Theoretical result: 0.000235719162494
Simulation result: 0.000226


####Question 3 (Continued)

While we are stuck with enumerating all the cases above, maybe there is a
better way to do this calculation. We already had some savings by noticing symmetries. For example, the number of ways just the first and second digits of the two pairs differ is the same as the number of ways just the first and third or just the second and third differ. _Rather than looking at all pairs of plates, we can fix one license plate and look at the probability the next license plate agrees in exactly four locations._ For definiteness, we could even assume the plate was AAA000. Observations like this can help streamline coding or simulations. __The improved code follows:__

In [12]:
import random

NUM_DIGITS = 10
ALPHA_DIGITS = 26

ALPHA_LEN = 3
NUM_LEN = 3

DEFAULT_PLATE = [1,1,1,1,1,1] #equivalent to AAA000 plate

def generate_plate():
    """
    Generates a random license plate.
    A license plate has 6 digits, first 3 are letters, second 3 are numbers.
    
    @return: a list representing a valid license plate
    """
    license_plate = []
    
    # Programming note: random.randint is inclusive at both ends of the bounds.
    for i in range(ALPHA_LEN):
        license_plate.append(random.randint(1,ALPHA_DIGITS))
        
    for i in range(NUM_LEN):
        license_plate.append(random.randint(1,NUM_DIGITS))
        
    return license_plate

def check_license_improved(num_trials, num_same):
    """
    Checks license plates by checking one random plate against AAA000 without
    loss of generality
    
    @param num_trials: the number of trials to run
    @param num_same: the number of digits that need to agree
    @return: the percentage of plates that have exactly num_same digits agreeing
    """
    success = 0 # number of successful trials
    
    for x in range(num_trials):
        plate2 = generate_plate()
        same_count = 0 # the number of digits that are the same 
        for i in range(len(DEFAULT_PLATE)):
            if DEFAULT_PLATE[i] == plate2[i]:
                same_count += 1
                
        if same_count == num_same:
            success += 1
                
    return float(success)/float(num_trials)

print "Theoretical result: " + str(float(72817368000)/float(17576000**2))
print "Simulation result: " + str(check_license_improved(1000000, 4))

Theoretical result: 0.000235719162494
Simulation result: 0.000233


###Example 6.1.3 (Sampling with and without replacement)
_Imagine we have four jars.

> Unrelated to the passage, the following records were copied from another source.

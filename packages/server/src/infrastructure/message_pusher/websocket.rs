//! WebSocket を使った MessagePusher 実装
//!
//! ## 責務
//!
//! - コネクションごとの `UnboundedSender` を管理
//! - クライアントへのイベント送信（push_to, broadcast）
//!
//! ## 設計ノート
//!
//! WebSocket の生成は UI 層（`src/ui/handler/websocket.rs`）で行われます。
//! この実装は生成された `UnboundedSender` を受け取り、イベント送信に使用します。
//! 送信はチャンネルへの書き込みのみで、受信側の応答を待つことはありません。

use std::collections::HashMap;
use std::sync::Arc;

use async_trait::async_trait;
use tokio::sync::Mutex;

use crate::domain::{ConnectionId, MessagePushError, MessagePusher, PusherChannel};

/// WebSocket を使った MessagePusher 実装
pub struct WebSocketMessagePusher {
    /// 生きているコネクションの送信チャンネル
    ///
    /// Key: ConnectionId
    /// Value: PusherChannel
    channels: Arc<Mutex<HashMap<ConnectionId, PusherChannel>>>,
}

impl WebSocketMessagePusher {
    pub fn new(channels: Arc<Mutex<HashMap<ConnectionId, PusherChannel>>>) -> Self {
        Self { channels }
    }
}

#[async_trait]
impl MessagePusher for WebSocketMessagePusher {
    async fn register_channel(&self, connection_id: ConnectionId, sender: PusherChannel) {
        let mut channels = self.channels.lock().await;
        channels.insert(connection_id.clone(), sender);
        tracing::debug!(
            "Channel for connection '{}' registered to MessagePusher",
            connection_id.as_str()
        );
    }

    async fn unregister_channel(&self, connection_id: &ConnectionId) {
        let mut channels = self.channels.lock().await;
        channels.remove(connection_id);
        tracing::debug!(
            "Channel for connection '{}' unregistered from MessagePusher",
            connection_id.as_str()
        );
    }

    async fn push_to(
        &self,
        connection_id: &ConnectionId,
        content: &str,
    ) -> Result<(), MessagePushError> {
        let channels = self.channels.lock().await;

        if let Some(sender) = channels.get(connection_id) {
            sender
                .send(content.to_string())
                .map_err(|e| MessagePushError::PushFailed(e.to_string()))?;
            tracing::debug!("Pushed event to connection '{}'", connection_id.as_str());
            Ok(())
        } else {
            Err(MessagePushError::ChannelNotFound(
                connection_id.as_str().to_string(),
            ))
        }
    }

    async fn broadcast(
        &self,
        targets: Vec<ConnectionId>,
        content: &str,
    ) -> Result<(), MessagePushError> {
        let channels = self.channels.lock().await;

        for target in targets {
            if let Some(sender) = channels.get(&target) {
                // ブロードキャストでは一部の送信失敗を許容
                if let Err(e) = sender.send(content.to_string()) {
                    tracing::warn!(
                        "Failed to push event to connection '{}': {}",
                        target.as_str(),
                        e
                    );
                } else {
                    tracing::debug!("Broadcasted event to connection '{}'", target.as_str());
                }
            } else {
                tracing::warn!(
                    "Connection '{}' not found during broadcast, skipping",
                    target.as_str()
                );
            }
        }

        Ok(())
    }
}

#[cfg(test)]
mod tests {
    use super::*;
    use tokio::sync::mpsc;

    fn create_test_pusher() -> (
        WebSocketMessagePusher,
        Arc<Mutex<HashMap<ConnectionId, PusherChannel>>>,
    ) {
        let channels = Arc::new(Mutex::new(HashMap::new()));
        let pusher = WebSocketMessagePusher::new(channels.clone());
        (pusher, channels)
    }

    fn connection_id(value: &str) -> ConnectionId {
        ConnectionId::new(value.to_string()).unwrap()
    }

    #[tokio::test]
    async fn test_push_to_success() {
        // テスト項目: 特定のコネクションへイベントを送信できる
        // given (前提条件):
        let (pusher, _channels) = create_test_pusher();
        let (tx, mut rx) = mpsc::unbounded_channel();
        let conn = connection_id("conn-1");
        pusher.register_channel(conn.clone(), tx).await;

        // when (操作):
        let result = pusher.push_to(&conn, "Hello").await;

        // then (期待する結果):
        assert!(result.is_ok());
        assert_eq!(rx.recv().await, Some("Hello".to_string()));
    }

    #[tokio::test]
    async fn test_push_to_channel_not_found() {
        // テスト項目: チャンネル未登録のコネクションへの送信はエラーを返す
        // given (前提条件):
        let (pusher, _channels) = create_test_pusher();
        let conn = connection_id("conn-x");

        // when (操作):
        let result = pusher.push_to(&conn, "Hello").await;

        // then (期待する結果):
        assert!(matches!(
            result.unwrap_err(),
            MessagePushError::ChannelNotFound(_)
        ));
    }

    #[tokio::test]
    async fn test_broadcast_success() {
        // テスト項目: 複数のコネクションへイベントをブロードキャストできる
        // given (前提条件):
        let (pusher, _channels) = create_test_pusher();
        let (tx1, mut rx1) = mpsc::unbounded_channel();
        let (tx2, mut rx2) = mpsc::unbounded_channel();
        let conn1 = connection_id("conn-1");
        let conn2 = connection_id("conn-2");
        pusher.register_channel(conn1.clone(), tx1).await;
        pusher.register_channel(conn2.clone(), tx2).await;

        // when (操作):
        let result = pusher.broadcast(vec![conn1, conn2], "Broadcast event").await;

        // then (期待する結果):
        assert!(result.is_ok());
        assert_eq!(rx1.recv().await, Some("Broadcast event".to_string()));
        assert_eq!(rx2.recv().await, Some("Broadcast event".to_string()));
    }

    #[tokio::test]
    async fn test_broadcast_tolerates_missing_channel() {
        // テスト項目: 一部のコネクションが存在しなくてもブロードキャストは成功する
        // given (前提条件):
        let (pusher, _channels) = create_test_pusher();
        let (tx1, mut rx1) = mpsc::unbounded_channel();
        let conn1 = connection_id("conn-1");
        pusher.register_channel(conn1.clone(), tx1).await;

        // when (操作):
        let result = pusher
            .broadcast(vec![conn1, connection_id("conn-x")], "Broadcast event")
            .await;

        // then (期待する結果):
        assert!(result.is_ok());
        assert_eq!(rx1.recv().await, Some("Broadcast event".to_string()));
    }

    #[tokio::test]
    async fn test_broadcast_empty_targets() {
        // テスト項目: 空のターゲットリストでもエラーにならない
        // given (前提条件):
        let (pusher, _channels) = create_test_pusher();

        // when (操作):
        let result = pusher.broadcast(vec![], "Event").await;

        // then (期待する結果):
        assert!(result.is_ok());
    }

    #[tokio::test]
    async fn test_unregister_channel() {
        // テスト項目: 登録解除後のコネクションへは送信できない
        // given (前提条件):
        let (pusher, _channels) = create_test_pusher();
        let (tx, _rx) = mpsc::unbounded_channel();
        let conn = connection_id("conn-1");
        pusher.register_channel(conn.clone(), tx).await;

        // when (操作):
        pusher.unregister_channel(&conn).await;
        let result = pusher.push_to(&conn, "Hello").await;

        // then (期待する結果):
        assert!(matches!(
            result.unwrap_err(),
            MessagePushError::ChannelNotFound(_)
        ));
    }
}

In each jar there are 100 marbles, and each marble is either purple or gold. The first jar has exactly 10 purple marbles, the second exactly 30 purple marbles, the third exactly 60 purple marbles, and the last exactly 90 purple marbles. (1): Assume we draw 5 marbles from the first jar: what is the probability that we have at least four purple marbles? (2), (3) and (4): Repeat this for the other three jars. (5): If we were to choose a jar at random, what is the probability we have at least four purple marbles when we draw five?_

As stated, the problem is too vague to solve. What does it mean to draw 5 marbles from a jar? Are we pulling out five marbles one at at time, or are we pulling out a marble, recording its color, replacing it, and then pulling a marble out again? Not surprisingly, the two methods lead to two different answers. The first is called __sampling without replacement__, while the second is called __sampling with replacement__. We first describe the solution when we sample without replacement, and then with. For many problems, sampling without replacement is more natural; a great example are lotteries, where numbers cannot be repeated. However, there are times when we do have replacement (such as sampling points for Monte Carlo integration), so it’s important to be able to do both.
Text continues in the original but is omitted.